Plongée horrifique dans le tréfonds de l'aliénation mentale, Calvaire aborde la thématique du refoulement sexuel du point de vue de paysans vivant en autarcie dans leur nature sauvage. Privés de toute présence féminine, ils s'adonnent en guise de sexualité et d'ennui à la zoophilie sur leur propre bétail. Ce qui nous vaut déjà une étreinte sulfureuse proprement dérangeante dans sa manière de diluer une perversité immorale par la suggestion de l'acte innommable. Farce macabre sur le besoin irrépressible d'être aimé et le poids de la déréliction entraînant chez ces métayers rétrogrades une schizophrénie influente, Calvaire multiplie les séquences inconfortables sous la main-mise du ravisseur Bartel.

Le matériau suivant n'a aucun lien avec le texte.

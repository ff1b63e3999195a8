//! Login screen.

use super::model::{Item, RenderedScreen, Section};

/// Demo accounts; the role follows from the email address.
const DEMO_ACCOUNTS: &[(&str, &str)] = &[
    ("Admin", "admin@medicare.com"),
    ("Doctor", "doctor@medicare.com"),
    ("Receptionist", "receptionist@medicare.com"),
];

pub fn render() -> RenderedScreen {
    let demo = DEMO_ACCOUNTS.iter().fold(
        Section::titled("Demo credentials").described("Any password is accepted"),
        |section, (role, email)| section.item(Item::new(format!("{}: {}", role, email))),
    );

    RenderedScreen::new("MediCare Pro")
        .subtitle("Healthcare Management System")
        .section(
            Section::titled("Sign In")
                .described("Enter your credentials to access the system")
                .item(Item::new("login <email> <password>")),
        )
        .section(demo)
}

#[cfg(test)]
mod tests {
    use super::*;

    #[test]
    fn test_login_screen_lists_demo_accounts() {
        let screen = render();
        assert_eq!(screen.title, "MediCare Pro");
        assert_eq!(screen.sections[1].items.len(), 3);
        assert!(screen.all_controls().is_empty());
    }
}
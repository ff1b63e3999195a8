//! Medical records placeholder.

use medicare_core::navigation::ViewId;

use super::model::{Item, NavRequest, RenderedScreen, Section};
use super::ScreenContext;

pub(super) fn render(ctx: &ScreenContext<'_>) -> RenderedScreen {
    RenderedScreen::new("Medical Records")
        .subtitle("Access and manage patient medical records")
        .section(
            Section::titled("Medical records management coming soon...").item(
                Item::new("Patient records are available from the patient list")
                    .control(ctx.link("View Patients", NavRequest::to(ViewId::PatientList))),
            ),
        )
}
//! resolve_poster and resolve_posters tool implementations.
//!
//! Always succeed; unknown titles come back with the placeholder URL.

use rmcp::{ErrorData as McpError, model::*};
use schemars::JsonSchema;
use serde::{Deserialize, Serialize};

use super::json_result;
use crate::error::ToolError;
use crate::services::Services;

/// Upper bound on titles per resolve_posters call (one result page).
const MAX_TITLES: usize = 50;

/// Input parameters for resolve_poster tool.
#[derive(Debug, Clone, Serialize, Deserialize, JsonSchema)]
pub struct ResolvePosterParams {
    /// Film title.
    pub title: String,
}

/// Input parameters for resolve_posters tool.
#[derive(Debug, Clone, Serialize, Deserialize, JsonSchema)]
pub struct ResolvePostersParams {
    /// Film titles, in display order.
    pub titles: Vec<String>,
}

#[derive(Debug, Clone, PartialEq, Serialize, Deserialize)]
pub struct PosterOutput {
    pub title: String,
    pub poster_url: String,
}

#[derive(Debug, Clone, Serialize, Deserialize)]
pub struct PosterListOutput {
    pub items: Vec<PosterOutput>,
    pub count: usize,
}

pub async fn resolve_poster(services: &Services, params: ResolvePosterParams) -> PosterOutput {
    let poster_url = services.posters.resolve(&params.title).await;
    PosterOutput { title: params.title, poster_url }
}

pub async fn resolve_posters(services: &Services, params: ResolvePostersParams) -> Result<PosterListOutput, ToolError> {
    if params.titles.len() > MAX_TITLES {
        return Err(ToolError::InvalidInput(format!("at most {MAX_TITLES} titles per call")));
    }

    let urls = services.posters.resolve_many(&params.titles).await;
    let items: Vec<PosterOutput> = params
        .titles
        .into_iter()
        .zip(urls)
        .map(|(title, poster_url)| PosterOutput { title, poster_url })
        .collect();

    Ok(PosterListOutput { count: items.len(), items })
}

/// Implementation of the resolve_poster tool.
pub async fn resolve_poster_impl(services: &Services, params: ResolvePosterParams) -> Result<CallToolResult, McpError> {
    json_result(&resolve_poster(services, params).await)
}

/// Implementation of the resolve_posters tool.
pub async fn resolve_posters_impl(
    services: &Services, params: ResolvePostersParams,
) -> Result<CallToolResult, McpError> {
    json_result(&resolve_posters(services, params).await?)
}

#[cfg(test)]
mod tests {
    use super::*;
    use crate::tools::test_support::memory_services;

    #[tokio::test]
    async fn test_resolve_poster_uses_cache() {
        let dir = tempfile::tempdir().unwrap();
        let services = memory_services(&dir).await;

        let output = resolve_poster(&services, ResolvePosterParams { title: "Alien".into() }).await;
        assert_eq!(output.poster_url, "https://img/alien.jpg");

        let missing = resolve_poster(&services, ResolvePosterParams { title: "Unknown".into() }).await;
        assert_eq!(missing.poster_url, services.posters.placeholder_url());
    }

    #[tokio::test]
    async fn test_resolve_posters_keeps_order() {
        let dir = tempfile::tempdir().unwrap();
        let services = memory_services(&dir).await;

        let output = resolve_posters(&services, ResolvePostersParams { titles: vec!["Unknown".into(), "Alien".into()] })
            .await
            .unwrap();
        assert_eq!(output.count, 2);
        assert_eq!(output.items[0].title, "Unknown");
        assert_eq!(output.items[1].poster_url, "https://img/alien.jpg");
    }

    #[tokio::test]
    async fn test_resolve_posters_too_many_titles() {
        let dir = tempfile::tempdir().unwrap();
        let services = memory_services(&dir).await;

        let titles = (0..51).map(|i| format!("title {i}")).collect();
        assert!(resolve_posters(&services, ResolvePostersParams { titles }).await.is_err());
    }
}
//! Search event record versions.
//!
//! Two document shapes live side by side in the log:
//!
//! - current: `{timestamp, search_kind, params}` where `search_kind` selects
//!   which `params` fields matter (older writers named it `search_type`);
//! - legacy: a flat `{query, year_from, year_to, genres, timestamp | last_searched}`
//!   with no kind at all.
//!
//! [`LoggedSearch::decode`] classifies a document once, and everything
//! downstream matches on the variant instead of probing fields. The grouping
//! columns stored with each event come from [`LoggedSearch::index`].

use std::fmt;

use chrono::{DateTime, NaiveDateTime, Utc};
use serde::{Deserialize, Serialize};
use serde_json::{Map, Value, json};

use crate::store::{EventIndex, SchemaVersion};

/// Canonical key for current records whose kind or fields are not recognised.
pub const UNKNOWN_QUERY: &str = "unknown";

/// What kind of search produced an event.
#[derive(Debug, Clone, Copy, PartialEq, Eq, Hash, Serialize, Deserialize, schemars::JsonSchema)]
#[serde(rename_all = "lowercase")]
pub enum SearchKind {
    /// Free-text title search; `params.query`.
    Keyword,
    /// Browse by genre; `params.category_id` and optionally `params.genre_name`.
    Genre,
    /// Browse by release year; `params.year`.
    Year,
    /// Search saved from the UI form; `query`, `year_from`, `year_to`, `genres`.
    Manual,
}

impl SearchKind {
    pub fn as_str(self) -> &'static str {
        match self {
            SearchKind::Keyword => "keyword",
            SearchKind::Genre => "genre",
            SearchKind::Year => "year",
            SearchKind::Manual => "manual",
        }
    }

    pub fn parse(raw: &str) -> Option<Self> {
        match raw {
            "keyword" => Some(SearchKind::Keyword),
            "genre" => Some(SearchKind::Genre),
            "year" => Some(SearchKind::Year),
            "manual" => Some(SearchKind::Manual),
            _ => None,
        }
    }
}

impl fmt::Display for SearchKind {
    fn fmt(&self, f: &mut fmt::Formatter<'_>) -> fmt::Result {
        f.write_str(self.as_str())
    }
}

/// An event written with a `search_kind`.
#[derive(Debug, Clone, PartialEq)]
pub struct CurrentSearch {
    pub id: i64,
    pub timestamp: Option<DateTime<Utc>>,
    /// Kind exactly as stored; may name a kind this build does not know.
    pub search_kind: String,
    pub params: Value,
}

/// A flat event from before search kinds existed.
#[derive(Debug, Clone, PartialEq)]
pub struct LegacySearch {
    pub id: i64,
    pub timestamp: Option<DateTime<Utc>>,
    pub query: Option<String>,
    pub year_from: Value,
    pub year_to: Value,
    pub genres: Value,
}

/// A decoded log record, tagged by schema version.
#[derive(Debug, Clone, PartialEq)]
pub enum LoggedSearch {
    Current(CurrentSearch),
    Legacy(LegacySearch),
}

impl LoggedSearch {
    /// Classify a stored document.
    ///
    /// A string `search_kind` (or `search_type`) makes it current; anything
    /// else, including non-object documents, is read as legacy.
    pub fn decode(id: i64, document: &Value) -> Self {
        let empty = Map::new();
        let doc = document.as_object().unwrap_or(&empty);

        let kind = doc
            .get("search_kind")
            .or_else(|| doc.get("search_type"))
            .and_then(Value::as_str);

        if let Some(kind) = kind {
            return LoggedSearch::Current(CurrentSearch {
                id,
                timestamp: doc.get("timestamp").and_then(parse_timestamp),
                search_kind: kind.to_string(),
                params: doc.get("params").cloned().unwrap_or_else(|| Value::Object(Map::new())),
            });
        }

        let query = doc
            .get("query")
            .and_then(Value::as_str)
            .or_else(|| doc.get("params").and_then(|p| p.get("query")).and_then(Value::as_str))
            .map(str::to_string);

        let timestamp = doc
            .get("timestamp")
            .and_then(parse_timestamp)
            .or_else(|| doc.get("last_searched").and_then(parse_timestamp));

        LoggedSearch::Legacy(LegacySearch {
            id,
            timestamp,
            query,
            year_from: doc.get("year_from").cloned().unwrap_or(Value::Null),
            year_to: doc.get("year_to").cloned().unwrap_or(Value::Null),
            genres: doc.get("genres").cloned().unwrap_or(Value::Null),
        })
    }

    pub fn id(&self) -> i64 {
        match self {
            LoggedSearch::Current(c) => c.id,
            LoggedSearch::Legacy(l) => l.id,
        }
    }

    pub fn timestamp(&self) -> Option<DateTime<Utc>> {
        match self {
            LoggedSearch::Current(c) => c.timestamp,
            LoggedSearch::Legacy(l) => l.timestamp,
        }
    }

    /// Grouping key for this record, `None` when a legacy record has no query.
    pub fn canonical_key(&self) -> Option<String> {
        match self {
            LoggedSearch::Current(c) => Some(c.canonical_key()),
            LoggedSearch::Legacy(l) => l.canonical_key(),
        }
    }

    pub fn schema(&self) -> SchemaVersion {
        match self {
            LoggedSearch::Current(_) => SchemaVersion::Current,
            LoggedSearch::Legacy(_) => SchemaVersion::Legacy,
        }
    }

    /// Columns the log groups this record by.
    pub fn index(&self) -> EventIndex {
        EventIndex { schema: self.schema(), query_key: self.canonical_key(), searched_at: self.timestamp() }
    }
}

impl CurrentSearch {
    pub fn kind(&self) -> Option<SearchKind> {
        SearchKind::parse(&self.search_kind)
    }

    /// `keyword` groups by query, `genre` by `genre:<category_id>`, `year` by
    /// the year. Everything else, and any missing field, is [`UNKNOWN_QUERY`].
    pub fn canonical_key(&self) -> String {
        let param = |name: &str| self.params.get(name).and_then(scalar_to_string);

        let key = match self.kind() {
            Some(SearchKind::Keyword) => param("query"),
            Some(SearchKind::Genre) => param("category_id").map(|id| format!("genre:{id}")),
            Some(SearchKind::Year) => param("year"),
            Some(SearchKind::Manual) | None => None,
        };

        key.unwrap_or_else(|| UNKNOWN_QUERY.to_string())
    }
}

impl LegacySearch {
    pub fn canonical_key(&self) -> Option<String> {
        self.query.clone().filter(|q| !q.is_empty())
    }

    /// The legacy filter fields, with `genres` defaulting to an empty list.
    pub fn raw_params(&self) -> Value {
        let genres = if self.genres.is_null() { json!([]) } else { self.genres.clone() };
        json!({
            "year_from": self.year_from,
            "year_to": self.year_to,
            "genres": genres,
        })
    }
}

fn scalar_to_string(value: &Value) -> Option<String> {
    match value {
        Value::String(s) => Some(s.clone()),
        Value::Number(n) => Some(n.to_string()),
        Value::Bool(b) => Some(b.to_string()),
        _ => None,
    }
}

/// Read a stored timestamp.
///
/// Accepts RFC 3339, naive ISO-8601 (taken as UTC), integer epoch seconds and
/// extended-JSON `{"$date": ...}` wrappers. Anything else is `None`.
pub fn parse_timestamp(value: &Value) -> Option<DateTime<Utc>> {
    match value {
        Value::String(raw) => DateTime::parse_from_rfc3339(raw)
            .map(|t| t.with_timezone(&Utc))
            .ok()
            .or_else(|| NaiveDateTime::parse_from_str(raw, "%Y-%m-%dT%H:%M:%S%.f").ok().map(|t| t.and_utc()))
            .or_else(|| NaiveDateTime::parse_from_str(raw, "%Y-%m-%d %H:%M:%S%.f").ok().map(|t| t.and_utc())),
        Value::Number(n) => n.as_i64().and_then(|secs| DateTime::from_timestamp(secs, 0)),
        Value::Object(map) => map.get("$date").and_then(parse_timestamp),
        _ => None,
    }
}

L'incroyable Jackie Berroyer endossant son rôle avec une ironie sournoise dans ses expressions d'impudence et de pulsions désaxées. Toutes les séquences d'humiliations et de tortures infligées sur Marc s'avérant aussi cruelles que sardoniques dans sa condition de victime estropiée. Réduit à l'état de travelo tuméfié d'ecchymoses, ce dernier est contraint de se fondre dans la peau de l'épouse soumise sous l'impériosité possessive de Bartel. Quand aux seconds-rôles tout aussi demeurés qui empiètent le récit, Fabrice Du Welz persévère dans le malsain et le crapoteux lorsque les voisins de Bartel décident de s'accaparer de son fameux trophée en guise d'esclavage sexuel. Influencé notamment par la Traque de Serge Leroy, il nous transcende une dernière partie aussi anxiogène que chimérique lorsque Marc est contraint de s'incliner dans les brumes d'une forêt spectrale où plane un silence de mort (des plages oniriques d'un esthétisme ténébreux à couper le souffle !). 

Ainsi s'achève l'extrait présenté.